Перейти на главную страницу

Сказки и рассказы
Светланы Щелкуновой
Ключи от ящика
Смерть чайника
Шазам-Алказам
Он
Дорогуша
Почтенное семейство
Одиночество
Идиот

Светлана Щелкунова

г.Санкт-Петербург
сайт: kvadrobok.narod.ru
e-mail: kvadrobok@narod.ru
 

Он


Новорожденный кричать отказывался. Суровая акушерка озабоченно шлепнула по узкой мокрой спинке, в ответ младенец уставился на нее так, что та охнула, чуть не выронив ценную ношу. Шустрый доктор помог поймать малыша, шепнув сквозь повязку: "Бл..дура!" Новорожденный вращал еще потусторонними глазами. Свекольное личико, помятое вследствие тяжелого перелета, выражало крайнее изумление: "К чему все это? Зачем яркий свет, стены и женщина, что прижимает его к потной рубахе?" Когда в палате та самая женщина пыталась пристроить его к груди, младенец, игнорируя попытки, упорно продолжал изучать потолок и, до мельчайших подробностей, пестрое, в паутинке полопавшихся сосудов, лицо родительницы. Словно искал что-то более важное, чем потолок и лицо. Не найдя, зашелся обиженным писклявым криком. На предлагаемый сосок пялился с отвращением, и лишь после долгих уговоров изголодавшегося желудка, нехотя принялся за работу.

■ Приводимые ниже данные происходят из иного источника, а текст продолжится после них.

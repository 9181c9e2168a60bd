//! Transport abstraction module
//!
//! The session engine only needs four things from a connection: whether it is
//! still open, a way to queue bytes for writing (optionally learning when they
//! were flushed), a close that lets queued bytes go out first, and the peer
//! address. [`ChannelTransport`] provides these over an unbounded channel
//! drained by a writer task that owns the socket's write half.

use std::fmt;
use std::net::SocketAddr;
use std::sync::atomic::{AtomicBool, Ordering};
use std::sync::Arc;

use bytes::Bytes;
use tokio::io::{AsyncWrite, AsyncWriteExt};
use tokio::sync::{mpsc, oneshot};
use tracing::{debug, trace, warn};

use crate::error::NetworkError;

/// Byte-oriented, ordered connection to one client
pub trait Transport: Send + Sync + fmt::Debug {
    /// Whether the connection can still take writes
    fn is_active(&self) -> bool;

    /// Queue bytes for writing. `completion` fires once they hit the socket.
    fn write(&self, data: Bytes, completion: Option<oneshot::Sender<()>>)
        -> Result<(), NetworkError>;

    /// Close once everything queued so far has been written
    fn close(&self);

    /// Address of the peer
    fn remote_address(&self) -> SocketAddr;
}

/// Commands for the writer task
#[derive(Debug)]
pub enum Outbound {
    Frame {
        data: Bytes,
        completion: Option<oneshot::Sender<()>>,
    },
    Close,
}

/// Transport backed by an unbounded channel
pub struct ChannelTransport {
    address: SocketAddr,
    tx: mpsc::UnboundedSender<Outbound>,
    /// Shared with the writer task
    active: Arc<AtomicBool>,
    /// Set once a close was queued
    closing: AtomicBool,
}

impl ChannelTransport {
    /// Create a transport and the receiving end its writer drains
    pub fn new(address: SocketAddr) -> (Self, OutboundReceiver) {
        let (tx, rx) = mpsc::unbounded_channel();
        let active = Arc::new(AtomicBool::new(true));
        let transport = Self {
            address,
            tx,
            active: active.clone(),
            closing: AtomicBool::new(false),
        };
        (transport, OutboundReceiver { rx, active })
    }

    /// Mark the connection dead (peer hung up)
    pub fn mark_inactive(&self) {
        self.active.store(false, Ordering::SeqCst);
    }
}

impl Transport for ChannelTransport {
    fn is_active(&self) -> bool {
        self.active.load(Ordering::SeqCst) && !self.closing.load(Ordering::SeqCst)
    }

    fn write(
        &self,
        data: Bytes,
        completion: Option<oneshot::Sender<()>>,
    ) -> Result<(), NetworkError> {
        if !self.is_active() {
            return Err(NetworkError::ConnectionClosed);
        }
        self.tx
            .send(Outbound::Frame { data, completion })
            .map_err(|_| {
                self.mark_inactive();
                NetworkError::ConnectionClosed
            })
    }

    fn close(&self) {
        if self.closing.swap(true, Ordering::SeqCst) {
            return;
        }
        // The writer may already be gone
        let _ = self.tx.send(Outbound::Close);
    }

    fn remote_address(&self) -> SocketAddr {
        self.address
    }
}

impl fmt::Debug for ChannelTransport {
    fn fmt(&self, f: &mut fmt::Formatter<'_>) -> fmt::Result {
        f.debug_struct("ChannelTransport")
            .field("address", &self.address)
            .field("active", &self.is_active())
            .finish()
    }
}

/// Receiving half of a [`ChannelTransport`]
pub struct OutboundReceiver {
    rx: mpsc::UnboundedReceiver<Outbound>,
    active: Arc<AtomicBool>,
}

impl OutboundReceiver {
    /// Next command, waiting for one
    pub async fn recv(&mut self) -> Option<Outbound> {
        self.rx.recv().await
    }

    /// Next command if one is queued
    pub fn try_recv(&mut self) -> Option<Outbound> {
        self.rx.try_recv().ok()
    }

    /// Drain commands into `writer` until closed
    pub async fn run_writer<W>(mut self, mut writer: W)
    where
        W: AsyncWrite + Unpin,
    {
        while let Some(command) = self.rx.recv().await {
            match command {
                Outbound::Frame { data, completion } => {
                    if let Err(e) = writer.write_all(&data).await {
                        warn!(error = %e, "Write failed, closing transport");
                        break;
                    }
                    trace!(bytes = data.len(), "Wrote frame");
                    if let Some(completion) = completion {
                        let _ = completion.send(());
                    }
                }
                Outbound::Close => {
                    debug!("Close requested, shutting down writer");
                    break;
                }
            }
        }

        self.active.store(false, Ordering::SeqCst);
        let _ = writer.flush().await;
        let _ = writer.shutdown().await;
    }
}
//! World module
//!
//! Runs the fixed-cadence tick loop. Each tick snapshots the session registry
//! and ticks every session in turn on this task, so no session is ever ticked
//! concurrently with itself.

use std::sync::atomic::{AtomicBool, AtomicU64, Ordering};
use std::sync::Arc;
use std::time::{Duration, Instant};

use tokio::sync::broadcast;
use tokio::time::{interval, MissedTickBehavior};
use tracing::{debug, info, warn};

use crate::state::AppState;

/// Ticks between milestone log lines
const MILESTONE_TICKS: u64 = 1200;

/// Tick scheduler
pub struct World {
    state: Arc<AppState>,
    tick: AtomicU64,
    running: AtomicBool,
}

impl World {
    pub fn new(state: Arc<AppState>) -> Self {
        Self {
            state,
            tick: AtomicU64::new(0),
            running: AtomicBool::new(false),
        }
    }

    /// Number of ticks run so far
    pub fn tick_count(&self) -> u64 {
        self.tick.load(Ordering::SeqCst)
    }

    pub fn is_running(&self) -> bool {
        self.running.load(Ordering::SeqCst)
    }

    /// Run the tick loop until `shutdown_rx` fires
    pub async fn run(&self, shutdown_rx: &mut broadcast::Receiver<()>) {
        let tick_rate_ms = self.state.config.tick_rate_ms;
        info!(tick_rate_ms, "Starting world tick loop");

        self.running.store(true, Ordering::SeqCst);
        let started = Instant::now();

        let mut tick_interval = interval(Duration::from_millis(tick_rate_ms));
        tick_interval.set_missed_tick_behavior(MissedTickBehavior::Skip);

        loop {
            tokio::select! {
                _ = tick_interval.tick() => {
                    let begin = Instant::now();
                    self.tick();

                    let elapsed = begin.elapsed();
                    if elapsed > Duration::from_millis(tick_rate_ms) {
                        warn!(
                            elapsed_ms = elapsed.as_millis() as u64,
                            tick_rate_ms,
                            "Tick overran its budget"
                        );
                    }
                }
                _ = shutdown_rx.recv() => {
                    info!("Received shutdown signal");
                    break;
                }
            }
        }

        self.shutdown();
        self.running.store(false, Ordering::SeqCst);
        info!(
            total_ticks = self.tick_count(),
            uptime_secs = started.elapsed().as_secs(),
            "World tick loop stopped"
        );
    }

    /// Run one tick over every registered session
    pub fn tick(&self) {
        let tick_num = self.tick.fetch_add(1, Ordering::SeqCst);

        let sessions = self.state.sessions.snapshot();
        for session in &sessions {
            session.tick(&self.state);
        }

        if tick_num % MILESTONE_TICKS == 0 {
            debug!(
                tick = tick_num,
                sessions = sessions.len(),
                players = self.state.players.count(),
                "World tick milestone"
            );
        }
    }

    /// Tear down every session still registered
    fn shutdown(&self) {
        let sessions = self.state.sessions.snapshot();
        info!(count = sessions.len(), "Disconnecting all sessions");
        for session in sessions {
            session.disconnect(&self.state, "Server closed");
        }
    }
}

#[cfg(test)]
mod tests {
    use super::*;
    use crate::protocol::{login, play, ClientboundMessage};
    use crate::testing::{test_state, TestClient};

    #[test]
    fn test_tick_reaches_every_session() {
        let state = test_state(true);
        let world = World::new(state.app());
        let mut first = TestClient::connect(&state);
        let mut second = TestClient::connect(&state);
        first.login_phase();
        second.login_phase();

        first
            .send(login::LoginStart {
                name: "First".into(),
            })
            .unwrap();
        second
            .send(login::LoginStart {
                name: "Second".into(),
            })
            .unwrap();

        world.tick();
        world.tick();

        assert_eq!(world.tick_count(), 2);
        assert_eq!(state.players.count(), 2);
        assert!(first
            .receive()
            .iter()
            .any(|m| matches!(m, ClientboundMessage::LoginSuccess(_))));
        assert!(second
            .receive()
            .iter()
            .any(|m| matches!(m, ClientboundMessage::LoginSuccess(_))));
    }

    #[test]
    fn test_closed_transport_torn_down_on_tick() {
        let state = test_state(true);
        let world = World::new(state.app());
        let mut client = TestClient::connect(&state);
        client.login(&state, "Steve");

        client.session.on_transport_closed();
        world.tick();

        assert_eq!(state.sessions.count(), 0);
        assert_eq!(state.players.count(), 0);
    }

    #[tokio::test]
    async fn test_run_stops_on_shutdown() {
        let state = test_state(true);
        let mut client = TestClient::connect(&state);
        client.login(&state, "Steve");

        let world = Arc::new(World::new(state.app()));
        let (shutdown_tx, mut shutdown_rx) = broadcast::channel(1);
        let runner = {
            let world = world.clone();
            tokio::spawn(async move { world.run(&mut shutdown_rx).await })
        };

        tokio::time::sleep(Duration::from_millis(20)).await;
        shutdown_tx.send(()).unwrap();
        runner.await.unwrap();

        assert!(!world.is_running());
        assert!(world.tick_count() >= 1);
        assert_eq!(state.sessions.count(), 0);
        assert!(client.receive().contains(&ClientboundMessage::Disconnect(
            play::Disconnect::new("Server closed")
        )));
    }
}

Дома родители осмотрели первенца и заподозрили, что в нем явно чего-то не хватает. Наверняка, их надули в роддоме и подсунули брак. Новообращенный папаша притащил анатомический атлас. Сверяясь по атласу, как по карте местности, родители произвели досмотр. Две ручонки со сжатыми кулачками, две ножки, розовые пятки, пухлый живот с зеленым пупком, намек на будущую шею, чуть вытянутая голова с забавным пушком на темечке, два удивленных глаза, нос и рот. С особой тщательностью родитель оглядел еще некоторые прилагающиеся к мальчику детали и пришел к выводу, что их не надули и все в порядке. Атлас отправился на полку. Но в ребенке все же явно чего-то не хватало. Похоже, что и сам он был такого мнения. Серьезно кряхтел в кроватке с голубыми мишками, пытаясь вспомнить, что же он забыл получить там, в небытии?…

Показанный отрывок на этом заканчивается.